WHAT IS EXPECTED:
Please copy each line of the records below that includes the word "offset".
--- PROVIDED DATA ---
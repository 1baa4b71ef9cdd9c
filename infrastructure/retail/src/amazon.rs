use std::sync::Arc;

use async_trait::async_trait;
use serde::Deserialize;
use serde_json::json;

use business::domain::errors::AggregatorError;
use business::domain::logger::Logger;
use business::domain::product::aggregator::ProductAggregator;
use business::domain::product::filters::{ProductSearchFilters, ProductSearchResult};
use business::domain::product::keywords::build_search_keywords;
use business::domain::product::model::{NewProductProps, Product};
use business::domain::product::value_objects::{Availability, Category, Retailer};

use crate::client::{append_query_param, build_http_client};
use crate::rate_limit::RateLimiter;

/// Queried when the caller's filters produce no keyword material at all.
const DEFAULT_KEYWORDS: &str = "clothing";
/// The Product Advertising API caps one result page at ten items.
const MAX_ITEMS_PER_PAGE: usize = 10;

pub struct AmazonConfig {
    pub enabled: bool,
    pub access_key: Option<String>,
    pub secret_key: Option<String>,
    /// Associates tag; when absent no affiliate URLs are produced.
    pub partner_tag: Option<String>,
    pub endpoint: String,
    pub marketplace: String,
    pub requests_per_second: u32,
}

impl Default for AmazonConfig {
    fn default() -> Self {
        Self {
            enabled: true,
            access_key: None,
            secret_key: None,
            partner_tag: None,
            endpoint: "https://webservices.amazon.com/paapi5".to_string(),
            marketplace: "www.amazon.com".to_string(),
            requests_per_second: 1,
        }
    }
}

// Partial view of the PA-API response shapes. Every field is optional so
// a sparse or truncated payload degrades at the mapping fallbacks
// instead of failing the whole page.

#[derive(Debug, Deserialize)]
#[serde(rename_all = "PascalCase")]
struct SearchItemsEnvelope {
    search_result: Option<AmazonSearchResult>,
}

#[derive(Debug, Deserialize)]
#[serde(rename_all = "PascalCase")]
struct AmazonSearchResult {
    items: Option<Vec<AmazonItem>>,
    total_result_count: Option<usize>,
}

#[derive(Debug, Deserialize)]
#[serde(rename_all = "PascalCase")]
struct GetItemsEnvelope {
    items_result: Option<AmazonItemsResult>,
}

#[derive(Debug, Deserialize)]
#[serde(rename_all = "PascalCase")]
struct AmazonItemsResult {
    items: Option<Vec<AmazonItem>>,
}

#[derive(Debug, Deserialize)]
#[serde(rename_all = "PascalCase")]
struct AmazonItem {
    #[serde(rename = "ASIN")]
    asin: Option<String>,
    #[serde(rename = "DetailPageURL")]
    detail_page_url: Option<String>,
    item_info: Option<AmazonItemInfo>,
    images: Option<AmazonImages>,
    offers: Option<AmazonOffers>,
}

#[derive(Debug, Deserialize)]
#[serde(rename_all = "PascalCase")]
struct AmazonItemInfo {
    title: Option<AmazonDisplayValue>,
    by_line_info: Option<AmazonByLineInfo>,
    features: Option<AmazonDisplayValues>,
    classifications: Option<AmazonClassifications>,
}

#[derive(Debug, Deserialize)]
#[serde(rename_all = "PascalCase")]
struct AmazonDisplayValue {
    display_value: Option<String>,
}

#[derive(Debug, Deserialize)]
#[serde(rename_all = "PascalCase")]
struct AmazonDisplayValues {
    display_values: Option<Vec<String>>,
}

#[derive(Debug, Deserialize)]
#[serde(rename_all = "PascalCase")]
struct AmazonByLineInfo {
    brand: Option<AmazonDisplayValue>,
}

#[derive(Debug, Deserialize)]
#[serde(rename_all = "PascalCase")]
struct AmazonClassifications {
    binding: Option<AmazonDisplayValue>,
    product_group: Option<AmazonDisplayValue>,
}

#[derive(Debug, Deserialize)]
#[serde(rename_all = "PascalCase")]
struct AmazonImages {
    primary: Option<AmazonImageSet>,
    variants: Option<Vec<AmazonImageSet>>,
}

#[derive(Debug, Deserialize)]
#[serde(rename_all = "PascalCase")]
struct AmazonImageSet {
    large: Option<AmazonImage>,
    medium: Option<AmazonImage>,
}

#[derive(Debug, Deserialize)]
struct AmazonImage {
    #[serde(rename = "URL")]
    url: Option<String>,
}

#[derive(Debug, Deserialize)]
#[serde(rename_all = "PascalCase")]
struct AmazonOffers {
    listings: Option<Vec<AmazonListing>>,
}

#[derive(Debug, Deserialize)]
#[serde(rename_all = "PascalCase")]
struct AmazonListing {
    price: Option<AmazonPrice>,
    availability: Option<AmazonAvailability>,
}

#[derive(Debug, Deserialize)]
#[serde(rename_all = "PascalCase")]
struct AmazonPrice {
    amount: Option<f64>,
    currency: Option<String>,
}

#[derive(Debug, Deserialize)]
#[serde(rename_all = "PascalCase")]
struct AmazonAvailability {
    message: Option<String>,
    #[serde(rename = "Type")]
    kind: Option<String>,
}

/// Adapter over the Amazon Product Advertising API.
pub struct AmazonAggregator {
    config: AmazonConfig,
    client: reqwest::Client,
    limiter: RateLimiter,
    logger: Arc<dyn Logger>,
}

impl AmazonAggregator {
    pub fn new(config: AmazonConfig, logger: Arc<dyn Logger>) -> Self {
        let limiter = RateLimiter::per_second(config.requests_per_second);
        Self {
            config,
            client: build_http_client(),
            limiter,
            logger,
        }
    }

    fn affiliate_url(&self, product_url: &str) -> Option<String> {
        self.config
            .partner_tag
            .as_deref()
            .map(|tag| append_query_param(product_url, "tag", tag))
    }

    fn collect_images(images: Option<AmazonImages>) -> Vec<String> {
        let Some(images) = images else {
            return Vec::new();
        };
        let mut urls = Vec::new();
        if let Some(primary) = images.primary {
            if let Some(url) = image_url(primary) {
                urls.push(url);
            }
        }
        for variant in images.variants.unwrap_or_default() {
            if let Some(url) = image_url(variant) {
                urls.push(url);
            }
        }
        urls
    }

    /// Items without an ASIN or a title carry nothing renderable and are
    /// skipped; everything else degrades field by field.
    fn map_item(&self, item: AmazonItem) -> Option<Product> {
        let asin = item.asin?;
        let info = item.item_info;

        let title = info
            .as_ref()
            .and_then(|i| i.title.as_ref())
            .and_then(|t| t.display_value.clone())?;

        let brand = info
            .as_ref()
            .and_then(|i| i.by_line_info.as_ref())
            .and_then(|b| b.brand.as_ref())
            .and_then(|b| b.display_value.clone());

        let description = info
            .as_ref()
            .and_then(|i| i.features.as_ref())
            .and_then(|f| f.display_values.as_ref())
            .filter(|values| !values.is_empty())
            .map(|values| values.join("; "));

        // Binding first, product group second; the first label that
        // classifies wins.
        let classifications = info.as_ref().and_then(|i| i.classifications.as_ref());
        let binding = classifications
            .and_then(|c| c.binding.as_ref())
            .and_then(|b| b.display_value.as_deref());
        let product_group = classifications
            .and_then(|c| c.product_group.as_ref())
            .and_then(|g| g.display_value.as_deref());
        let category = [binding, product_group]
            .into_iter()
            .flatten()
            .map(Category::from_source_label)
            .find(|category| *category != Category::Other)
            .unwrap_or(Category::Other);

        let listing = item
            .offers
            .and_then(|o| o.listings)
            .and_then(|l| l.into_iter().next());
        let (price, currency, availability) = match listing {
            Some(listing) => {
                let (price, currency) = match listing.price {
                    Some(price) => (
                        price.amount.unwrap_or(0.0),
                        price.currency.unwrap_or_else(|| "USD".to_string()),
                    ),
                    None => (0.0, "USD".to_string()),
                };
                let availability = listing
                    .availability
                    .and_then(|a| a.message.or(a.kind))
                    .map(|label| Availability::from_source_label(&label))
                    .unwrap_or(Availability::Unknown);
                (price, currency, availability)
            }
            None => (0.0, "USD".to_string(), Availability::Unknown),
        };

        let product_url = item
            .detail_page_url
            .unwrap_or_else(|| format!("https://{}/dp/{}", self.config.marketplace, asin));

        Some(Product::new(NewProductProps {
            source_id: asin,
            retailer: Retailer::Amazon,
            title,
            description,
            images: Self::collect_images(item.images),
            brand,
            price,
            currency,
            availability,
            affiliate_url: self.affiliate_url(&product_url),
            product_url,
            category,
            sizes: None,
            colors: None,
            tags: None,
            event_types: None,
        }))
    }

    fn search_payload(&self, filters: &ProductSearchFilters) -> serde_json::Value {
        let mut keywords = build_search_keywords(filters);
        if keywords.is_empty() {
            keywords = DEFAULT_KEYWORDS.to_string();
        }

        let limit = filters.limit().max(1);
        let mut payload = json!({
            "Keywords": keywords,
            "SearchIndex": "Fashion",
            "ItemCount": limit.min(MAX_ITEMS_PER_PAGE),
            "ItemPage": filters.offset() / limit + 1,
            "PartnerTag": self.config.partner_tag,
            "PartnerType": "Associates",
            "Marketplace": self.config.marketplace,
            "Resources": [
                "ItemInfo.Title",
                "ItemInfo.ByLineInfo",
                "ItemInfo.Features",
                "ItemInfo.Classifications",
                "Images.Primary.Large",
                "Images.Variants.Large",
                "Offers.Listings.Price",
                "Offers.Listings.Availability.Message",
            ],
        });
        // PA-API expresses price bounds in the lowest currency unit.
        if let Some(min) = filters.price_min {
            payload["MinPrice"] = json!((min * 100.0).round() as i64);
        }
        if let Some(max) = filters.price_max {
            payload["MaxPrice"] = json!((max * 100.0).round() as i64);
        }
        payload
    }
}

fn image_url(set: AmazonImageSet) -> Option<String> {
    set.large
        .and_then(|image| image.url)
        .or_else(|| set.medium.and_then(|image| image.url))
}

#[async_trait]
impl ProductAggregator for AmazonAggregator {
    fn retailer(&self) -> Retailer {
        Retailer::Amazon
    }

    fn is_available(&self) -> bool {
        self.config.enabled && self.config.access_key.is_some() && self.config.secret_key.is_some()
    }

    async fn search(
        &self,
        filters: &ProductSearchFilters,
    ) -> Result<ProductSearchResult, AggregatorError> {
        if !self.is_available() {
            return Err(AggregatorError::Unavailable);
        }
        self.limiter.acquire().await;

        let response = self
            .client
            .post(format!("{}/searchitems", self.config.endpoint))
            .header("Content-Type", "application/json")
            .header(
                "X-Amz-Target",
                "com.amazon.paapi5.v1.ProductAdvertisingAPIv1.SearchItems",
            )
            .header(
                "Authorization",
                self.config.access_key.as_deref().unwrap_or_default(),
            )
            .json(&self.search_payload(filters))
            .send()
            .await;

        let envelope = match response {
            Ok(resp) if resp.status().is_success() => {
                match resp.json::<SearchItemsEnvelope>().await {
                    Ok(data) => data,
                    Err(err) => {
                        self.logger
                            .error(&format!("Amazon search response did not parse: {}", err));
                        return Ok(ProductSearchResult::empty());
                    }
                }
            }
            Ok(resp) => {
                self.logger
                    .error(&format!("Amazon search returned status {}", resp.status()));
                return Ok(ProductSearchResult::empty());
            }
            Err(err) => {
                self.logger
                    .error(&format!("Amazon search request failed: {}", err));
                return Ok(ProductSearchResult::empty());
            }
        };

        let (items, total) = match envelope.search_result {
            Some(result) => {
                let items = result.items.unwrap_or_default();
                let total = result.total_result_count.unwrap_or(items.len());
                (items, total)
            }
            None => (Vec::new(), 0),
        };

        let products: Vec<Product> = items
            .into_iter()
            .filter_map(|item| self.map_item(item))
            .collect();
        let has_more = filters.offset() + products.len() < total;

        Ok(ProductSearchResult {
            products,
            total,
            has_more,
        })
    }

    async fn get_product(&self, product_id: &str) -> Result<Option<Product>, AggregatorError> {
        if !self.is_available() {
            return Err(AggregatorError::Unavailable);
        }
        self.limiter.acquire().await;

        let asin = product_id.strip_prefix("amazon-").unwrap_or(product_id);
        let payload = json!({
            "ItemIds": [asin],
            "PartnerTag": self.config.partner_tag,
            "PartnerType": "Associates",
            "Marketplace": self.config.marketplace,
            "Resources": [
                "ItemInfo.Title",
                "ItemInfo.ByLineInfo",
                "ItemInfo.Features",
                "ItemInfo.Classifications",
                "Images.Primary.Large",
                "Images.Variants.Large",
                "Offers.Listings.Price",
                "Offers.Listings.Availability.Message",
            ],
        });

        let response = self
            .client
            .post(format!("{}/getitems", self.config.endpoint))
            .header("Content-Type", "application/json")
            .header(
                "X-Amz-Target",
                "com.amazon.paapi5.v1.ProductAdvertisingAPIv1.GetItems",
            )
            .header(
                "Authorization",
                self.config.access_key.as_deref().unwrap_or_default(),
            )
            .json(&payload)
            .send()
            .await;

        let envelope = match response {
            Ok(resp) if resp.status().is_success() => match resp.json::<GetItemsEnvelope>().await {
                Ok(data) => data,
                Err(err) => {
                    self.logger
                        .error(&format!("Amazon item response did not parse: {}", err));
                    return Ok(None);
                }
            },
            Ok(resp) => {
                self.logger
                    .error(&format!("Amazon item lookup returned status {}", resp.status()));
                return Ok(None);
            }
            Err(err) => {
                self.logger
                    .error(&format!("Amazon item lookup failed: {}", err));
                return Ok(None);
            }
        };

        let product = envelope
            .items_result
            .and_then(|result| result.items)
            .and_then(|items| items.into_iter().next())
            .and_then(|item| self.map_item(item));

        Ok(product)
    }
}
---
RESPONSE TO THIS TASK:
            "ItemPage": filters.offset() / limit + 1,
        let has_more = filters.offset() + products.len() < total;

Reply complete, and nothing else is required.